Salmon fishing ban possible this year By SAMANTHA YOUNG, Associated Press Writer
Fri Mar 14, 11:05 PM ET
Federal fisheries managers took the first step Friday toward imposing what could be the strictest limits ever on West Coast salmon fishing amid a collapse of the central California chinook salmon fishery.
The Pacific Fishery Management Council unanimously adopted three options for sport and commercial fishing off the Pacific Coast, including an unprecedented complete shutdown of fishing off California and Oregon.
"This is a major disaster. We've never had one ever like this," council chairman Donald Hansen said after the vote. "It will have a major impact on California commercial fisheries for salmon, recreational fisheries, California charters."
The closest the council has come to halting all salmon fishing was 2006, when a decline in Northern California's Klamath River run forced severe restrictions on the number of fish caught.
The other options are severely limiting fishing, or hiring fisherman to catch and release salmon for scientific projects. Both those options would require the federal government to grant an emergency rule because the salmon numbers are so low.
The fishery council is expected to decide which action to take in April during its meeting in Seattle.

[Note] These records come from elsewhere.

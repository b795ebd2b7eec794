//! Geographic primitives: haversine distance, planar distance, and ETA math.
//!
//! Two distance functions coexist on purpose. `distance_km` is geodesic and
//! feeds reporting (ETAs, dispatch rationale). `planar_distance` is raw
//! Euclidean degrees and feeds motion-step math and fast proximity
//! comparisons at sub-kilometer scale. Results from the two must never be
//! mixed in the same comparison.

use serde::{Deserialize, Serialize};

/// Mean Earth radius in kilometers.
const EARTH_RADIUS_KM: f64 = 6371.0;

/// Average urban ambulance speed in km/h, accounting for traffic.
pub const AVERAGE_AMBULANCE_SPEED_KMH: f64 = 50.0;

/// A latitude/longitude pair in degrees.
#[derive(Debug, Clone, Copy, PartialEq, Serialize, Deserialize)]
pub struct Location {
    pub lat: f64,
    pub lng: f64,
}

impl Location {
    pub const fn new(lat: f64, lng: f64) -> Self {
        Self { lat, lng }
    }
}

/// Haversine great-circle distance between two points, in kilometers.
pub fn distance_km(a: Location, b: Location) -> f64 {
    let d_lat = (b.lat - a.lat).to_radians();
    let d_lng = (b.lng - a.lng).to_radians();
    let h = (d_lat / 2.0).sin().powi(2)
        + a.lat.to_radians().cos() * b.lat.to_radians().cos() * (d_lng / 2.0).sin().powi(2);
    let c = 2.0 * h.sqrt().atan2((1.0 - h).sqrt());
    EARTH_RADIUS_KM * c
}

/// Euclidean distance in raw degree units. Not geodesic; only valid for
/// proximity comparisons and motion steps over short spans.
pub fn planar_distance(a: Location, b: Location) -> f64 {
    let d_lat = b.lat - a.lat;
    let d_lng = b.lng - a.lng;
    (d_lat * d_lat + d_lng * d_lng).sqrt()
}

/// Estimated travel time in whole minutes for a distance at a given speed,
/// clamped to a 1-minute minimum.
pub fn eta_minutes(distance_km: f64, speed_kmh: f64) -> u32 {
    let minutes = (distance_km / speed_kmh * 60.0).ceil();
    (minutes as u32).max(1)
}

/// ETA between two points at the standard assumed ambulance speed.
pub fn eta_between(from: Location, to: Location) -> u32 {
    eta_minutes(distance_km(from, to), AVERAGE_AMBULANCE_SPEED_KMH)
}

/// Human-readable ETA phrasing for notifications.
pub fn eta_description(eta_minutes: u32) -> String {
    match eta_minutes {
        0 => "Arriving now".to_string(),
        1 => "1 minute away".to_string(),
        2..=5 => format!("{} minutes away", eta_minutes),
        6..=15 => format!("~{} minutes", eta_minutes),
        _ => format!("{} minutes", eta_minutes),
    }
}

/// Move `step` degrees from `from` along the direct vector to `to`.
///
/// Distances under one step snap exactly onto `to`, so equality-based
/// arrival checks downstream are exact rather than epsilon-near.
pub fn step_toward(from: Location, to: Location, step: f64) -> Location {
    let dist = planar_distance(from, to);
    if dist < step {
        return to;
    }
    Location {
        lat: from.lat + (to.lat - from.lat) / dist * step,
        lng: from.lng + (to.lng - from.lng) / dist * step,
    }
}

"I think the likeliest outcome this year is no one will put a hook in the water," said Humboldt County fisherman Dave Bitts, who was attending the weeklong meeting in Sacramento.
The Sacramento River chinook run is usually one of the most plentiful on the West Coast, providing the bulk of the fish caught by commercial trollers off California and Oregon.
But this year's returns — even with no fishing allowed — are expected to reach less than half the council's goal for spawning a new generation. It marks the third straight year of declines, and the outlook for next year is no better.
After years of declining salmon runs, few fishermen rely solely on salmon for a living.
Supplies of farm-raised fish and sockeye from Alaska are expected to remain plentiful in supermarkets and restaurants, but there will be few chinook. Also known as king salmon, they are the type of salmon most prized by chefs and sportsmen.
Many coastal communities that still have salmon fleets have yet to recover from long-standing downturns in fishing and timber.
"It's going to have a big effect on our coastal communities," said Zeke Grader, executive director of the San Francisco-based Pacific Coast Federation of Fishermen's Associations.
It is the third straight year of hardship. In 2006, the season was curtailed to protect struggling chinook returns to the Klamath River in northern California. Last year, catches were poor despite a relatively open fishing season.
Congress authorized some aid for fishermen after the 2006 seasons, and California representatives are looking for more this year.
The council's action on Friday prompted Gov. Arnold Schwarzenegger and the governors of Oregon and Washington to urge the federal government to declare a resource disaster if the fisheries are closed or severely restricted. Such a declaration would make communities eligible for federal aid.
Closing fisheries in California and most of Oregon also could lead to higher salmon prices for restaurants and consumers who would be forced to buy Alaska-caught salmon instead of locally caught fish.
In most years, about 90 percent of wild chinook salmon caught off the California coast originate in the Sacramento River and its tributaries.
Only about 90,000 adult salmon returned to the Sacramento River and its tributaries to spawn last year, the second lowest number on record and well below the government's conservation goals, according to federal fishery regulators. That's down from 277,000 in 2006 and a record high of 804,000 in 2002.
Biologists predict this year's salmon returns could be even lower because the number of returning young male fish, known as "jacks," hit an all-time low last year. Only about 2,000 of them were recorded, which is far below the 40,000 counted in a typical year.
Other West Coast rivers also have seen declines in their salmon runs, though not as steep as California's Central Valley.
Experts are uncertain about what caused the collapse, pointing to dozens of factors.
Marine scientists blame an unusual weather pattern that triggered a collapse of the marine food web in 2005, the year most of this year's returning adults were entering the ocean as juveniles.
Fishermen, environmental groups and American Indians largely blame the salmon's troubles on poor water quality and water diversions in the Sacramento-San Joaquin Delta.